Since the primary point of the paper was collaboration, I was thinking, how could we promote collaboration with our system? It seems to me, creating a symbiotic online system to go with our VR system could lead to significant benefits. The primary one being, many more cases. I'm picturing a php or ASP.net based script creator. People could interact with the scripts using text only input, or even Windows based speech recognition. We'd basically need to reproduce simpy's text functions online, which would be a large work, but not infeasible. We could run a study on how the scripting tools are used, and, left to their own devices, what scripts the doctors really want. With the new feedback system for what questions are actually recognized, we could get a decent view of the quality of the scripts. All in all, it would give our system a much larger audience and that large distribution could give it a better chance of becoming the Xerox of Virtual Patients. Just an idea, though I'd like to hear feedback.

Wednesday, May 16, 2007

Words That Matter

Medical Writings
2001 American College of Physicians

Empathy is different than sympathy. Sympathy means that because someone feels an emotion, the sympathetic person feels it as well or feels a corresponding emotion, empathy is much more general. Empathy means the empathetic person understands the emotion of the other, and helps the other to know they are being understood. Empathy is very important for doctors to display and has been shown to lead to patient health benefits. One of the main ways for doctors to display empathy is to restate what the person has said, "Let me see if I have this right" or "I want to be sure I understand what you mean."

Our system needs to be able to catch these and similar phrases and give appropriate responses. It also talks about doctors learning patience, "don't just do something, stand there," meaning our patient should tell at least one long story. For the breast mass scene, I think when they first get around to the sister having breast cancer, she should tell the whole story, at least 30 seconds, if not longer. Then when the doctor says, "that must have been scary", she needs an appropriate response.

There are several other phrases indicated in the paper that really need to be added to the system. Right now, the scripts and the scripting system are a group effort. I think we will eventually need someone who's job it is to really make a great scripting system. Someone who is getting their PhD on NLP. But for now, we just need to add a bunch more empathy related responses and get it to recognize those responses correctly.

They also mention talking to someone with a different culture than the Doctor's own. This could be a very interesting scenario. I might like to investigate that in the future.

Quality: 5
Relevance: 5

Manual for the Defensive Verbal Behavior Ratings Scale (Version 3.0)

This is a manual on coding defensive verbal behavior, 25 pgs.

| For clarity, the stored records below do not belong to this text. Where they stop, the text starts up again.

//! Declared pipeline schemas
//!
//! Column lists, vendor quirks, date formats and anonymization targets are
//! configuration, not code. A schema is a TOML document; the Philadelphia
//! layout ships embedded in the crate and is what [`PipelineSchema::builtin`]
//! returns.

use crate::error::SchemaError;
use crate::region::MAX_PRECISION;
use regex::Regex;
use serde::{Deserialize, Serialize};
use std::collections::HashSet;
use std::path::Path;

const BUILTIN_SCHEMA: &str = include_str!("../schemas/philadelphia.toml");

#[derive(Debug, Clone, PartialEq, Serialize, Deserialize)]
pub struct PipelineSchema {
    pub name: String,
    pub vendors: Vec<VendorLayout>,
    pub normalize: NormalizeSettings,
    pub generalize: GeneralizeSettings,
    pub upload: UploadSettings,
    #[serde(default)]
    pub anonymize: Vec<AnonymizeSpec>,
    pub validate: ValidateSettings,
}

/// How one vendor's raw export is read and cleaned
#[derive(Debug, Clone, PartialEq, Serialize, Deserialize)]
pub struct VendorLayout {
    pub name: String,
    /// Value written to the data-source field for this vendor's rows
    pub data_source: String,
    /// Logical header for this vendor's files
    #[serde(default)]
    pub fieldnames: Option<Vec<String>>,
    /// Files carry no header row, so `fieldnames` is pushed rather than
    /// replacing the first record
    #[serde(default)]
    pub headerless: bool,
    #[serde(default)]
    pub normalize_payment_type: bool,
    #[serde(default)]
    pub datetime_fields: Vec<String>,
    /// Keep only this many leading characters of each datetime field
    #[serde(default)]
    pub datetime_truncate: Option<usize>,
    /// Reformat datetime fields from this `strftime` pattern
    #[serde(default)]
    pub datetime_input_format: Option<String>,
}

/// Derived time columns for one datetime field
#[derive(Debug, Clone, PartialEq, Serialize, Deserialize)]
pub struct MomentFields {
    /// Column name prefix, e.g. `Pickup` gives `Pickup Year`
    pub prefix: String,
    pub source: String,
}

#[derive(Debug, Clone, PartialEq, Serialize, Deserialize)]
pub struct DurationField {
    pub name: String,
    pub index: usize,
    pub start: String,
    pub end: String,
}

#[derive(Debug, Clone, PartialEq, Serialize, Deserialize)]
pub struct NormalizeSettings {
    pub data_source_field: String,
    pub payment_type_field: String,
    #[serde(default)]
    pub drop: Vec<String>,
    #[serde(default)]
    pub money: Vec<String>,
    /// Pattern of datetime fields after vendor cleaning
    pub datetime_format: String,
    #[serde(default)]
    pub moments: Vec<MomentFields>,
    pub duration: Option<DurationField>,
}

/// Coordinate columns generalized to a region
#[derive(Debug, Clone, PartialEq, Serialize, Deserialize)]
pub struct PointFields {
    pub prefix: String,
    pub latitude: String,
    pub longitude: String,
    /// Free-text location the zip code is pulled from
    pub location: String,
}

#[derive(Debug, Clone, PartialEq, Serialize, Deserialize)]
pub struct GeneralizeSettings {
    pub zip_pattern: String,
    pub id_property: String,
    pub precision: u32,
    pub version_field: String,
    pub points: Vec<PointFields>,
}

/// CSV columns, their database names, and the identity subset (database names)
#[derive(Debug, Clone, PartialEq, Serialize, Deserialize)]
pub struct ColumnSet {
    pub csv: Vec<String>,
    pub db: Vec<String>,
    pub identity: Vec<String>,
}

#[derive(Debug, Clone, PartialEq, Serialize, Deserialize)]
pub struct UploadSettings {
    pub raw: ColumnSet,
    pub public: ColumnSet,
}

#[derive(Debug, Clone, Copy, PartialEq, Eq, Serialize, Deserialize)]
#[serde(rename_all = "lowercase")]
pub enum ColumnSetKind {
    Raw,
    Public,
}

/// One anonymized column
#[derive(Debug, Clone, PartialEq, Eq, Serialize, Deserialize)]
pub struct AnonymizeSpec {
    /// CSV field holding the raw value; output is `Anonymized <field>`
    pub field: String,
    /// Database column of the trips table holding the raw value
    pub column: String,
    pub ids_table: String,
}

impl AnonymizeSpec {
    pub fn output_field(&self) -> String {
        format!("Anonymized {}", self.field)
    }
}

#[derive(Debug, Clone, PartialEq, Serialize, Deserialize)]
pub struct ValidateSettings {
    pub trip_length_field: String,
    pub data_source_field: String,
    pub scale: f64,
}

impl PipelineSchema {
    /// The embedded Philadelphia schema
    pub fn builtin() -> Result<Self, SchemaError> {
        Self::from_toml_str(BUILTIN_SCHEMA)
    }

    pub fn from_path(path: impl AsRef<Path>) -> Result<Self, SchemaError> {
        Self::from_toml_str(&std::fs::read_to_string(path)?)
    }

    pub fn from_toml_str(s: &str) -> Result<Self, SchemaError> {
        let schema: Self = toml::from_str(s)?;
        schema.check()?;
        Ok(schema)
    }

    pub fn vendor(&self, name: &str) -> Option<&VendorLayout> {
        self.vendors.iter().find(|v| v.name == name)
    }

    pub fn column_set(&self, kind: ColumnSetKind) -> &ColumnSet {
        match kind {
            ColumnSetKind::Raw => &self.upload.raw,
            ColumnSetKind::Public => &self.upload.public,
        }
    }

    /// Structural checks that TOML typing cannot express.
    pub fn check(&self) -> Result<(), SchemaError> {
        if self.vendors.is_empty() {
            return Err(SchemaError::invalid("at least one vendor is required"));
        }
        let mut names = HashSet::new();
        for vendor in &self.vendors {
            if !names.insert(vendor.name.as_str()) {
                return Err(SchemaError::invalid(format!("vendor {} declared twice", vendor.name)));
            }
            if vendor.headerless && vendor.fieldnames.is_none() {
                return Err(SchemaError::invalid(format!(
                    "vendor {}: headerless files need fieldnames",
                    vendor.name
                )));
            }
            if vendor.datetime_truncate.is_some() && vendor.datetime_input_format.is_some() {
                return Err(SchemaError::invalid(format!(
                    "vendor {}: datetime_truncate and datetime_input_format are exclusive",
                    vendor.name
                )));
            }
        }

        for (label, set) in [("raw", &self.upload.raw), ("public", &self.upload.public)] {
            if set.csv.len() != set.db.len() {
                return Err(SchemaError::invalid(format!(
                    "{label} columns: {} CSV names but {} database names",
                    set.csv.len(),
                    set.db.len()
                )));
            }
            if let Some(id) = set.identity.iter().find(|id| !set.db.contains(id)) {
                return Err(SchemaError::invalid(format!(
                    "{label} identity column {id} is not a database column"
                )));
            }
        }

        if self.generalize.precision > MAX_PRECISION {
            return Err(SchemaError::invalid(format!(
                "generalize.precision must be at most {MAX_PRECISION}, got {}",
                self.generalize.precision
            )));
        }
        Regex::new(&self.generalize.zip_pattern)
            .map_err(|e| SchemaError::invalid(format!("zip_pattern: {e}")))?;

        if !(self.validate.scale.is_finite() && self.validate.scale > 0.0) {
            return Err(SchemaError::invalid("validate.scale must be positive"));
        }
        Ok(())
    }
}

Paper can be found here: http://www2.bc.edu/~barretli/tools.shtml

"According to Psychotherapy of Neurotic Character (Shapiro, 1989), speech is an action that is motivated to serve some purpose." Defense means they are using the speech primarily to influence him/herself, instead of as a means to communicate with others. The paper is interesting, but does not reflect the kind of emotion from voice for which I am searching.

Quality: 4/5
Relevance: 1/5

Extracting Emotion from Voice

Authors: S. Fukuda, V. Kostov
Tokyo Metro. Institute of Technology

Emotions are gleaned mostly from voice, facial expressions, and body language. Humans have a fairly accurate ability to determine emotions from just voice. Humans distinguish four basic characteristics of sound: intensity, pitch, color, and direction. By analyzing Wavelets/Cepstrum the authors appear to have been able to get emotions from wav file inputs. The paper talks about the method they used, but isn't that specific about the accuracy of their method. They found that there is a difference between Japanese and English inputs, but weren't that specific about what the differences were. The paper concludes with saying they have taken a first step towards "Emotional Sensors", but that the field has a long way to go.